Callahan promotes the idea of radical transparency for philanthropic donors, such that those who fund public-policy research (presumably such as the Manhattan Institute) and advocacy organizations should no longer receive a tax deduction, which they currently do, in recognition of their educational purpose. Indeed, Callahan objects to the very idea of anonymous giving, whether for political advocacy or other pursuits—“because without (transparency) citizens don’t know who’s shaping decisions that affect them and what their motives might be.” But he’s indifferent to those “worried about serious retaliation, as was the case with donors to the NAACP in the Deep South during the 1950s.” He airily dismisses “such privacy concerns.” They are “understandable, but ultimately should not trump the public’s interest in greater transparency at a time when a wealthy minority exerts growing influence over public policy—and people’s lives.” He exaggerates the degree of anonymous giving—assuming, for instance, that those with their own, personal donor-advised funds always give without attribution. In fact, anonymity is an option for such funds, not a requirement.

Yet, perhaps unwittingly, Callahan’s extensive examples make clear that these wealthy are hardly a united front, pursuing a common agenda. No single voice dominates public debate through philanthropic giving. Charles Koch supports right-leaning groups—but George Soros supports the left-leaning.

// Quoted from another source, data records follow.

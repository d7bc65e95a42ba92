//! Sliding-window rate limiting with lockouts.
//!
//! Two independent limiters run per login attempt, one keyed by normalized
//! email and one by client IP, so a distributed attacker is throttled
//! per-source while a targeted attacker is throttled per-account. Keys are
//! always hashed before they reach the store, so raw emails and addresses
//! never become store keys.
//!
//! Scaling: the store is an injected trait. An in-process map is fine for a
//! single instance; multi-instance deployments plug in a shared atomic
//! counter behind the same interface.

use base64ct::{Base64UrlUnpadded, Encoding};
use chrono::{DateTime, Duration, Utc};
use serde::{Deserialize, Serialize};
use sha2::{Digest, Sha256};
use std::sync::Arc;
use tracing::{error, warn};

use crate::store::RateLimitStore;

/// Failure-count state for one key inside the current sliding window.
///
/// A state whose window or lockout has expired is logically empty; the
/// store discards it on the next increment rather than eagerly.
#[derive(Debug, Clone, PartialEq, Eq, Serialize, Deserialize)]
pub struct RateLimitState {
    pub key: String,
    pub attempts: u32,
    pub first_attempt_at: DateTime<Utc>,
    pub last_attempt_at: DateTime<Utc>,
    pub locked_until: Option<DateTime<Utc>>,
}

/// Window and lockout parameters for one limiter dimension.
#[derive(Debug, Clone, Copy, PartialEq, Eq)]
pub struct RateLimitPolicy {
    pub max_attempts: u32,
    pub window: Duration,
    pub lockout: Duration,
}

/// Namespace for hashed rate-limit keys.
#[derive(Debug, Clone, Copy, PartialEq, Eq)]
pub enum KeyScope {
    Email,
    Ip,
    Otp,
}

impl KeyScope {
    fn prefix(self) -> &'static str {
        match self {
            Self::Email => "email",
            Self::Ip => "ip",
            Self::Otp => "otp",
        }
    }
}

/// Derive the store key for an identifier: `scope:` plus a SHA-256 digest.
/// Raw emails, phones, and addresses never leave this function.
#[must_use]
pub fn rate_limit_key(scope: KeyScope, raw: &str) -> String {
    let digest = Sha256::digest(raw.as_bytes());
    format!(
        "{}:{}",
        scope.prefix(),
        Base64UrlUnpadded::encode_string(&digest)
    )
}

/// Sliding-window failure counter over an injected store.
#[derive(Clone)]
pub struct RateLimiter {
    store: Arc<dyn RateLimitStore>,
    policy: RateLimitPolicy,
}

impl RateLimiter {
    #[must_use]
    pub fn new(store: Arc<dyn RateLimitStore>, policy: RateLimitPolicy) -> Self {
        Self { store, policy }
    }

    #[must_use]
    pub fn policy(&self) -> RateLimitPolicy {
        self.policy
    }

    /// Active lockout expiry for a key, if one is in force at `now`.
    ///
    /// Must be consulted before any credential comparison. A store failure
    /// fails closed: the key is reported locked rather than letting an
    /// outage disable brute-force protection.
    pub async fn locked_until(&self, key: &str, now: DateTime<Utc>) -> Option<DateTime<Utc>> {
        match self.store.get(key).await {
            Ok(Some(state)) => state.locked_until.filter(|until| now < *until),
            Ok(None) => None,
            Err(err) => {
                error!("rate limit lookup failed, failing closed: {err}");
                Some(now + self.policy.lockout)
            }
        }
    }

    pub async fn is_locked(&self, key: &str, now: DateTime<Utc>) -> bool {
        self.locked_until(key, now).await.is_some()
    }

    /// Record a failed attempt and return the updated state.
    ///
    /// The store applies the sliding-window reset atomically; this layer
    /// decides whether the new count crosses the lockout threshold. Never
    /// fails open: if the store is unreachable the returned state reports
    /// an immediate lockout.
    pub async fn record_failure(&self, key: &str, now: DateTime<Utc>) -> RateLimitState {
        let mut state = match self.store.increment(key, now, self.policy.window).await {
            Ok(state) => state,
            Err(err) => {
                error!("rate limit increment failed, failing closed: {err}");
                return RateLimitState {
                    key: key.to_string(),
                    attempts: self.policy.max_attempts,
                    first_attempt_at: now,
                    last_attempt_at: now,
                    locked_until: Some(now + self.policy.lockout),
                };
            }
        };

        if state.attempts >= self.policy.max_attempts && state.locked_until.is_none() {
            let until = now + self.policy.lockout;
            if let Err(err) = self.store.set_lockout(key, until).await {
                error!("failed to persist lockout: {err}");
            }
            warn!(attempts = state.attempts, "rate limit lockout triggered");
            state.locked_until = Some(until);
        }
        state
    }

    /// Clear state for a key. Called only after a verified success so a
    /// failed comparison can never observe the reset.
    pub async fn clear(&self, key: &str) {
        if let Err(err) = self.store.clear(key).await {
            error!("failed to clear rate limit state: {err}");
        }
    }

    /// Attempts left before the next failure locks the key.
    #[must_use]
    pub fn attempts_remaining(&self, state: &RateLimitState) -> u32 {
        self.policy.max_attempts.saturating_sub(state.attempts)
    }
}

Indeed, the charitable tax deduction even helps support groups such as the Center for Responsive Philanthropy, which largely shares Callahan’s values. As Eli Broad tells Callahan, “I think everyone is getting heard. We’re getting heard, the philanthropists. The unions and administrators are getting heard. Overall, we’re creating debate.”

Callahan may view philanthropy as veiled rule by elites—but one might more accurately call it a marketplace of ideas that enriches democracy. There are no independent think tanks, after all, in China. Perhaps Callahan would prefer wealthy elites with no concern for the public interest. That American elites, their limitations notwithstanding, act otherwise is a civic strength that deserves praise—and protection.